(Stored data entries)
# # #

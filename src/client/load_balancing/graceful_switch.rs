/*
 *
 * Copyright 2025 gRPC authors.
 *
 * Permission is hereby granted, free of charge, to any person obtaining a copy
 * of this software and associated documentation files (the "Software"), to
 * deal in the Software without restriction, including without limitation the
 * rights to use, copy, modify, merge, publish, distribute, sublicense, and/or
 * sell copies of the Software, and to permit persons to whom the Software is
 * furnished to do so, subject to the following conditions:
 *
 * The above copyright notice and this permission notice shall be included in
 * all copies or substantial portions of the Software.
 *
 * THE SOFTWARE IS PROVIDED "AS IS", WITHOUT WARRANTY OF ANY KIND, EXPRESS OR
 * IMPLIED, INCLUDING BUT NOT LIMITED TO THE WARRANTIES OF MERCHANTABILITY,
 * FITNESS FOR A PARTICULAR PURPOSE AND NONINFRINGEMENT. IN NO EVENT SHALL THE
 * AUTHORS OR COPYRIGHT HOLDERS BE LIABLE FOR ANY CLAIM, DAMAGES OR OTHER
 * LIABILITY, WHETHER IN AN ACTION OF CONTRACT, TORT OR OTHERWISE, ARISING
 * FROM, OUT OF OR IN CONNECTION WITH THE SOFTWARE OR THE USE OR OTHER DEALINGS
 * IN THE SOFTWARE.
 *
 */

//! Graceful switch-over between LB policies.
//!
//! When the channel's configured policy changes, the new policy is built
//! and fed updates while the old policy's picker keeps serving RPCs.  Only
//! once the new policy produces its first non-Connecting state — or the old
//! one stops being Ready — does the channel cut over, so a policy change
//! never opens a window in which picks fail needlessly.

use std::collections::HashMap;
use std::error::Error;
use std::sync::Arc;

use tracing::debug;

use crate::client::ConnectivityState;
use crate::client::load_balancing::{
    ChannelController, LbPolicy, LbPolicyOptions, LbState, Subchannel, SubchannelState,
    WorkScheduler, WrappedController,
};
use crate::client::name_resolution::ResolverUpdate;
use crate::client::service_config::LbPolicySelection;
use crate::rt::Runtime;

#[derive(Debug, PartialEq, Eq, Clone, Copy)]
enum ChildKind {
    Current,
    Pending,
}

struct ChildPolicy {
    name: &'static str,
    policy: Box<dyn LbPolicy>,
    state: ConnectivityState,
    /// The pending child's most recent picker, withheld from the channel
    /// until the swap.
    cached_picker: Option<LbState>,
}

impl ChildPolicy {
    fn new(name: &'static str, policy: Box<dyn LbPolicy>) -> Self {
        Self {
            name,
            policy,
            state: ConnectivityState::Connecting,
            cached_picker: None,
        }
    }
}

/// The channel's top-level LB policy: delegates to the configured policy
/// and handles transitions between policies.
pub(crate) struct GracefulSwitchPolicy {
    current: Option<ChildPolicy>,
    pending: Option<ChildPolicy>,
    subchannel_to_child: HashMap<Subchannel, ChildKind>,
    work_scheduler: Arc<dyn WorkScheduler>,
    runtime: Arc<dyn Runtime>,
}

impl GracefulSwitchPolicy {
    pub(crate) fn new(work_scheduler: Arc<dyn WorkScheduler>, runtime: Arc<dyn Runtime>) -> Self {
        Self {
            current: None,
            pending: None,
            subchannel_to_child: HashMap::new(),
            work_scheduler,
            runtime,
        }
    }

    /// Forwards a resolver update to the policy selected by the service
    /// config, creating it first if the selected policy changed.
    pub(crate) fn resolver_update(
        &mut self,
        update: ResolverUpdate,
        selection: &LbPolicySelection,
        channel_controller: &mut dyn ChannelController,
    ) -> Result<(), Box<dyn Error + Send + Sync>> {
        let target = self.prepare_child(selection);
        let mut wrapped = WrappedController::new(channel_controller);
        let result = self
            .child_mut(target)
            .expect("prepare_child always yields a child")
            .policy
            .resolver_update(update, selection.config.as_ref(), &mut wrapped);
        let (picker_update, created) = wrapped.into_parts();
        self.resolve_child_updates(picker_update, created, target, channel_controller);
        result
    }

    pub(crate) fn subchannel_update(
        &mut self,
        subchannel: &Subchannel,
        state: &SubchannelState,
        channel_controller: &mut dyn ChannelController,
    ) {
        // Notifications for subchannels of an already-discarded child are
        // stale and ignored.
        let Some(kind) = self.subchannel_to_child.get(subchannel).copied() else {
            return;
        };
        let mut wrapped = WrappedController::new(channel_controller);
        if let Some(child) = self.child_mut(kind) {
            child
                .policy
                .subchannel_update(subchannel, state, &mut wrapped);
        }
        let (picker_update, created) = wrapped.into_parts();
        self.resolve_child_updates(picker_update, created, kind, channel_controller);
    }

    pub(crate) fn work(&mut self, channel_controller: &mut dyn ChannelController) {
        for kind in [ChildKind::Pending, ChildKind::Current] {
            let mut wrapped = WrappedController::new(channel_controller);
            match self.child_mut(kind) {
                Some(child) => child.policy.work(&mut wrapped),
                None => continue,
            }
            let (picker_update, created) = wrapped.into_parts();
            self.resolve_child_updates(picker_update, created, kind, channel_controller);
        }
    }

    pub(crate) fn exit_idle(&mut self, channel_controller: &mut dyn ChannelController) {
        for kind in [ChildKind::Pending, ChildKind::Current] {
            let mut wrapped = WrappedController::new(channel_controller);
            match self.child_mut(kind) {
                Some(child) => child.policy.exit_idle(&mut wrapped),
                None => continue,
            }
            let (picker_update, created) = wrapped.into_parts();
            self.resolve_child_updates(picker_update, created, kind, channel_controller);
        }
    }

    fn child_mut(&mut self, kind: ChildKind) -> Option<&mut ChildPolicy> {
        match kind {
            ChildKind::Current => self.current.as_mut(),
            ChildKind::Pending => self.pending.as_mut(),
        }
    }

    /// Ensures a child exists for the selected policy and returns which
    /// slot updates should be routed to.
    fn prepare_child(&mut self, selection: &LbPolicySelection) -> ChildKind {
        let name = selection.builder.name();
        // The newest child is the routing target: the pending one if a
        // switch is in progress, otherwise the current one.
        if let Some(pending) = &self.pending {
            if pending.name == name {
                return ChildKind::Pending;
            }
            // Switching back to the policy that is still serving: discard
            // the half-switched pending policy.
            if self.current.as_ref().is_some_and(|c| c.name == name) {
                self.pending = None;
                self.subchannel_to_child
                    .retain(|_, kind| *kind == ChildKind::Current);
                return ChildKind::Current;
            }
        } else if let Some(current) = &self.current {
            if current.name == name {
                return ChildKind::Current;
            }
        }

        debug!("graceful switch: building LB policy {name}");
        let policy = selection.builder.build(LbPolicyOptions {
            work_scheduler: self.work_scheduler.clone(),
            runtime: self.runtime.clone(),
        });
        let child = ChildPolicy::new(name, policy);
        if self.current.is_none() {
            self.current = Some(child);
            ChildKind::Current
        } else {
            // Replacing an in-flight pending policy discards it, along
            // with any subchannels it created.
            if self.pending.take().is_some() {
                self.subchannel_to_child
                    .retain(|_, kind| *kind == ChildKind::Current);
            }
            self.pending = Some(child);
            ChildKind::Pending
        }
    }

    /// Applies whatever the child did through its wrapped controller:
    /// claims created subchannels, records its state, publishes or caches
    /// its picker, and performs the swap once its conditions hold.
    fn resolve_child_updates(
        &mut self,
        picker_update: Option<LbState>,
        created_subchannels: Vec<Subchannel>,
        kind: ChildKind,
        channel_controller: &mut dyn ChannelController,
    ) {
        for subchannel in created_subchannels {
            self.subchannel_to_child.insert(subchannel, kind);
        }
        if let Some(update) = picker_update {
            match kind {
                ChildKind::Current => {
                    let current = self.current.as_mut().unwrap();
                    current.state = update.connectivity_state;
                    channel_controller.update_picker(update);
                }
                ChildKind::Pending => {
                    let pending = self.pending.as_mut().unwrap();
                    pending.state = update.connectivity_state;
                    pending.cached_picker = Some(update);
                }
            }
        }
        if self.should_swap() {
            self.swap(channel_controller);
        }
    }

    /// The pending policy takes over once it has left Connecting (it has
    /// something real to report) or the current policy is no longer Ready
    /// (there is nothing worth protecting).
    fn should_swap(&self) -> bool {
        match (&self.current, &self.pending) {
            (Some(current), Some(pending)) => {
                current.state != ConnectivityState::Ready
                    || pending.state != ConnectivityState::Connecting
            }
            _ => false,
        }
    }

    fn swap(&mut self, channel_controller: &mut dyn ChannelController) {
        let mut promoted = self.pending.take().unwrap();
        debug!(
            "graceful switch: swapping from {:?} to {}",
            self.current.as_ref().map(|c| c.name),
            promoted.name
        );
        // Dropping the old policy drops its subchannel handles, which
        // shuts the subchannels down.
        self.current = None;
        self.subchannel_to_child
            .retain(|_, kind| *kind == ChildKind::Pending);
        for kind in self.subchannel_to_child.values_mut() {
            *kind = ChildKind::Current;
        }
        if let Some(picker) = promoted.cached_picker.take() {
            channel_controller.update_picker(picker);
        }
        self.current = Some(promoted);
    }
}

# # #

- Description of the task: Whenever a line above has the word "conditions" in it, copy that line.

- Response:
 * furnished to do so, subject to the following conditions:
    /// its picker, and performs the swap once its conditions hold.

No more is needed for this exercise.